(Saved entries)
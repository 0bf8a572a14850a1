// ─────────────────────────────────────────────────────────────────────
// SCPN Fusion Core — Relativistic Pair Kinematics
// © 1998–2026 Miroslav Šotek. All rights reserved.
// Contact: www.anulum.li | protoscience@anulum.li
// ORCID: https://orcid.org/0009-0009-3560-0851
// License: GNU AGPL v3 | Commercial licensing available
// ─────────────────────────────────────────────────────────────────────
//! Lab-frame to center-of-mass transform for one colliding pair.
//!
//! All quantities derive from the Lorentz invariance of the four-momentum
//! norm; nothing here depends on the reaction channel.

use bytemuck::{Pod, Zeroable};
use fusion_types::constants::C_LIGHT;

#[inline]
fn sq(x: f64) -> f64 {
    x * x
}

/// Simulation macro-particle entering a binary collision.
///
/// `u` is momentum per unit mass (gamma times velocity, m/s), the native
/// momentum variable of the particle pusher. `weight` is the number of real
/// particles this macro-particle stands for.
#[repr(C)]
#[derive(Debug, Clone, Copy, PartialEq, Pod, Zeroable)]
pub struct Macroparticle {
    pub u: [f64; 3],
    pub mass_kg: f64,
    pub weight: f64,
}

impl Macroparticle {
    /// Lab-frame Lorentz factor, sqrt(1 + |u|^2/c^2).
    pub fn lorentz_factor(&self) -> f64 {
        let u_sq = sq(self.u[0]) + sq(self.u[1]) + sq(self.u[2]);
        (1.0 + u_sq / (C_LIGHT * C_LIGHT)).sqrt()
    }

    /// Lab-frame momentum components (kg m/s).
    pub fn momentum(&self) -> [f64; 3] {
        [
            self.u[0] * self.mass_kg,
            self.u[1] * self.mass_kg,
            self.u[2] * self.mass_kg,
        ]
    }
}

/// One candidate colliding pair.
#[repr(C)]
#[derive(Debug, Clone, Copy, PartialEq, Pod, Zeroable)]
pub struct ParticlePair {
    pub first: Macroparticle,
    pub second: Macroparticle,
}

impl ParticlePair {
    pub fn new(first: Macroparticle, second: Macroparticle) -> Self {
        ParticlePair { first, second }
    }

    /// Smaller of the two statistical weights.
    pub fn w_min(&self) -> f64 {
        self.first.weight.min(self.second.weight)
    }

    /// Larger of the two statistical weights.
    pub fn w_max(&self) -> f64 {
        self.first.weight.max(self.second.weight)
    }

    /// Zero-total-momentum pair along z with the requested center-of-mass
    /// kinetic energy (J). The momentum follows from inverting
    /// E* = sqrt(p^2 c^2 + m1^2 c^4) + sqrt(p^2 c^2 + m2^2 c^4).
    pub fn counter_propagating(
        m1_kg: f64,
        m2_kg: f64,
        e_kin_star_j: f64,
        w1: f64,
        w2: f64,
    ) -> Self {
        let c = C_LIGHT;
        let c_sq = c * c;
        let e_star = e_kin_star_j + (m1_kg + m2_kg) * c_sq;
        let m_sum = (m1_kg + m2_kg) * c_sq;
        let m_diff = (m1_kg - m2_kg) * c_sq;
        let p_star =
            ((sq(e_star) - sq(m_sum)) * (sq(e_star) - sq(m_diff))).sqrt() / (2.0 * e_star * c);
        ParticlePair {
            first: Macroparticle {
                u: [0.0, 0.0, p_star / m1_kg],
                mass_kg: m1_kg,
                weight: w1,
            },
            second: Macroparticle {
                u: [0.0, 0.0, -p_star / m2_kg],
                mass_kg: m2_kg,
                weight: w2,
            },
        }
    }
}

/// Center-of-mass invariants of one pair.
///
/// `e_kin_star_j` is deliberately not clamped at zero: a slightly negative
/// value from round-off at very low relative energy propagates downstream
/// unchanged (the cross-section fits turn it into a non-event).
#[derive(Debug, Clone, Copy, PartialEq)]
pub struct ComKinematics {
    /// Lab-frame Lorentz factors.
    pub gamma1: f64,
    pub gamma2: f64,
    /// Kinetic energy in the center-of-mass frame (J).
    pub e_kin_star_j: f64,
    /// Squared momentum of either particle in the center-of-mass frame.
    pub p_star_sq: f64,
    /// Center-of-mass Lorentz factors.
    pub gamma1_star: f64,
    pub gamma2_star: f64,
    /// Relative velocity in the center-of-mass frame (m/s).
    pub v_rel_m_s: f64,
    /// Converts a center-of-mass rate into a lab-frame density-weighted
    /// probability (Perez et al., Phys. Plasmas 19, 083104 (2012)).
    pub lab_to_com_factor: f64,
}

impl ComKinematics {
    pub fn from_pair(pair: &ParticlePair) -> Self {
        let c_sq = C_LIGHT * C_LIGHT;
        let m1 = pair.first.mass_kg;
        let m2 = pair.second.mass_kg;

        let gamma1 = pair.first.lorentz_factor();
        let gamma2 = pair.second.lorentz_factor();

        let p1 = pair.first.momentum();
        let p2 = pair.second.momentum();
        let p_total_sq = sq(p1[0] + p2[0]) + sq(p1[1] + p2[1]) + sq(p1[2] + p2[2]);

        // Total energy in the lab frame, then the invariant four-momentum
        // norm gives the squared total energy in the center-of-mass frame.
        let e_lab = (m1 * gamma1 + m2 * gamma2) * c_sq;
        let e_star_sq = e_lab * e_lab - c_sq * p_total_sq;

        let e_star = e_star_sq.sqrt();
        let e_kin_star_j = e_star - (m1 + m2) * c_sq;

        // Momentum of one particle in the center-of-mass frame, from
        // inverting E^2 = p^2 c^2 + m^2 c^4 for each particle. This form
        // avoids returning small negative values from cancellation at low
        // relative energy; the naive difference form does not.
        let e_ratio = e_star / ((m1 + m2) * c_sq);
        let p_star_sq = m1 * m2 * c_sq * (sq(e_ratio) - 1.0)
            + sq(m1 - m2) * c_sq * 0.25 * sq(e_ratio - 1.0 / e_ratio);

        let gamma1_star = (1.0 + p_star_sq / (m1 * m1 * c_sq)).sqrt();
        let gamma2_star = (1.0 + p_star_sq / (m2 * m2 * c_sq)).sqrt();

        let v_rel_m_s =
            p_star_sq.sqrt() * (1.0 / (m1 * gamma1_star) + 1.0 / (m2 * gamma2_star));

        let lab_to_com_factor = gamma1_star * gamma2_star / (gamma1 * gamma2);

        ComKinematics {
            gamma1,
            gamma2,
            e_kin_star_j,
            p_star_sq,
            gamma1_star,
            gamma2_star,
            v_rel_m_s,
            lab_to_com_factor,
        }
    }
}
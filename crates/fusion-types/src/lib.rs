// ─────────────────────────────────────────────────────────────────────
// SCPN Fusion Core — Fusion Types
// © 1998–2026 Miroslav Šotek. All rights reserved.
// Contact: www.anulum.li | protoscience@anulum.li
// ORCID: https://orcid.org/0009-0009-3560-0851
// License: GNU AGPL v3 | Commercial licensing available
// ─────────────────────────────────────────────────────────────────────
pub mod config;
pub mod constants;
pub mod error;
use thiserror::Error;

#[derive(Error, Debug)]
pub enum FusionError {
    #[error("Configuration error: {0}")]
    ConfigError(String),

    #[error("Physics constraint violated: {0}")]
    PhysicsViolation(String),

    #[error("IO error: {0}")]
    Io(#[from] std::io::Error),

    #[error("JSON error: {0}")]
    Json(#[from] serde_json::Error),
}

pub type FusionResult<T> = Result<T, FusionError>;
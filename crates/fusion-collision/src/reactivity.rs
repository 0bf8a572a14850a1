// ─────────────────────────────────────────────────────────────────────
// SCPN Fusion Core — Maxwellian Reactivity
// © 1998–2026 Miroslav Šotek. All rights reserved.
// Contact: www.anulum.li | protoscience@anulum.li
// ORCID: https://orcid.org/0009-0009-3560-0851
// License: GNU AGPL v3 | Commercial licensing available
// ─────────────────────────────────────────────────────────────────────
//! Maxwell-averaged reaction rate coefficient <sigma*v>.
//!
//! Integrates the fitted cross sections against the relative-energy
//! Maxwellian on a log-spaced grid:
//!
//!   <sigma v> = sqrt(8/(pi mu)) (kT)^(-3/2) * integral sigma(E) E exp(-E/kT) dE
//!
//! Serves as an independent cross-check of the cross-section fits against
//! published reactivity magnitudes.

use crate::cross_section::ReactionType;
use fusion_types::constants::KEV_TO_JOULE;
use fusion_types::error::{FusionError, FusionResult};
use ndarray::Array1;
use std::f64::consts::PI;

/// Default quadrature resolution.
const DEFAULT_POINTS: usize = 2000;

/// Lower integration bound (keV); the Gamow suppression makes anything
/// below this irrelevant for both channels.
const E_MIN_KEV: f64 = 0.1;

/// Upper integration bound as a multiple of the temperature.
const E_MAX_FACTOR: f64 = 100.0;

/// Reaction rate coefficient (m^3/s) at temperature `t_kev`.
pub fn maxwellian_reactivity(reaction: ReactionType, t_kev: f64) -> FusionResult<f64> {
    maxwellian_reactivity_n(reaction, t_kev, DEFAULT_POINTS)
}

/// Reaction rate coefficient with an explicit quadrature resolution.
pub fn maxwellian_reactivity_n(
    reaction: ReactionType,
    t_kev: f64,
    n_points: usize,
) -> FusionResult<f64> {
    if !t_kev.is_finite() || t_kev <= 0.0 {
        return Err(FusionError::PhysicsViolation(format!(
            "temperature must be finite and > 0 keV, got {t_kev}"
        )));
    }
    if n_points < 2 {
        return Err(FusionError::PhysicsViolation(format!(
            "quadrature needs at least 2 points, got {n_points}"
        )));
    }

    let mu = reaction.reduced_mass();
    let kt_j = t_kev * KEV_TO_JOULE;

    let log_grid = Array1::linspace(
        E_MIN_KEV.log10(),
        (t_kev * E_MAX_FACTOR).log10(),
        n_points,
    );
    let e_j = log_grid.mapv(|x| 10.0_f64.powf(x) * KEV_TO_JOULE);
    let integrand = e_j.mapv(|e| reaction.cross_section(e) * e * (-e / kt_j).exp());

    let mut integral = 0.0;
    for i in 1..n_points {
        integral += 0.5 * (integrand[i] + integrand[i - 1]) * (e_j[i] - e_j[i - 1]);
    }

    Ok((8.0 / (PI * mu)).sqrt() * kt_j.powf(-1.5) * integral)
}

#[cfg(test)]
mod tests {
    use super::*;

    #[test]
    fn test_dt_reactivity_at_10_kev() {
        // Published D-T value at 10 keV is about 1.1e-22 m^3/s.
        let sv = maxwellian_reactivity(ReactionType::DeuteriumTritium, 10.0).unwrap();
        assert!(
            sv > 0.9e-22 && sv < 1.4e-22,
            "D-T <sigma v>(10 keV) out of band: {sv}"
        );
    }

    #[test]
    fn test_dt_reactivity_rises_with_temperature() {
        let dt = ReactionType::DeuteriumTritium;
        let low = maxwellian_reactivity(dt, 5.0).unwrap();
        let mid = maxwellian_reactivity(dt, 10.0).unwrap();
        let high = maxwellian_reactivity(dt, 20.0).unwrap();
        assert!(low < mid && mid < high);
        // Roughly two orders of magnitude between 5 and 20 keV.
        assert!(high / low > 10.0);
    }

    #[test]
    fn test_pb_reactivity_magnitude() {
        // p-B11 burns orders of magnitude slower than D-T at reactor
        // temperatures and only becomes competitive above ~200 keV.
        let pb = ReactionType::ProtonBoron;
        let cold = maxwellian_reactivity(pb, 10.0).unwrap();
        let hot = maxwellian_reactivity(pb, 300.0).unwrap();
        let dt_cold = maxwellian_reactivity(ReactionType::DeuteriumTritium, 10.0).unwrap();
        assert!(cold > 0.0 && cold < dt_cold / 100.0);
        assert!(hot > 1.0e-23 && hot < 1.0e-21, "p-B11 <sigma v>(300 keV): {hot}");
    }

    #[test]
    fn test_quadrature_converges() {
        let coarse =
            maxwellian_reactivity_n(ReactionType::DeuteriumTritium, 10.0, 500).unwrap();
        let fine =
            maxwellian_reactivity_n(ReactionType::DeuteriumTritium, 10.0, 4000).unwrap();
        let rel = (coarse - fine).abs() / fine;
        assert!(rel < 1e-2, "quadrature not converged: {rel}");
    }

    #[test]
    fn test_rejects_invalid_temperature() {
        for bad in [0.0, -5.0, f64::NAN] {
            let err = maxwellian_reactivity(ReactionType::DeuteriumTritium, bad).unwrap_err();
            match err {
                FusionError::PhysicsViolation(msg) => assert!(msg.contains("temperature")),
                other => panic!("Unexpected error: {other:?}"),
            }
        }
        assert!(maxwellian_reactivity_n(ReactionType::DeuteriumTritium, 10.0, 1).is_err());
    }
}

- _EXERCISE DIRECTIONS_:
Provide the number of lines in these entries that hold the word "norm", without any accompanying text.

- _SOLUTION TO THE EXERCISE_:
2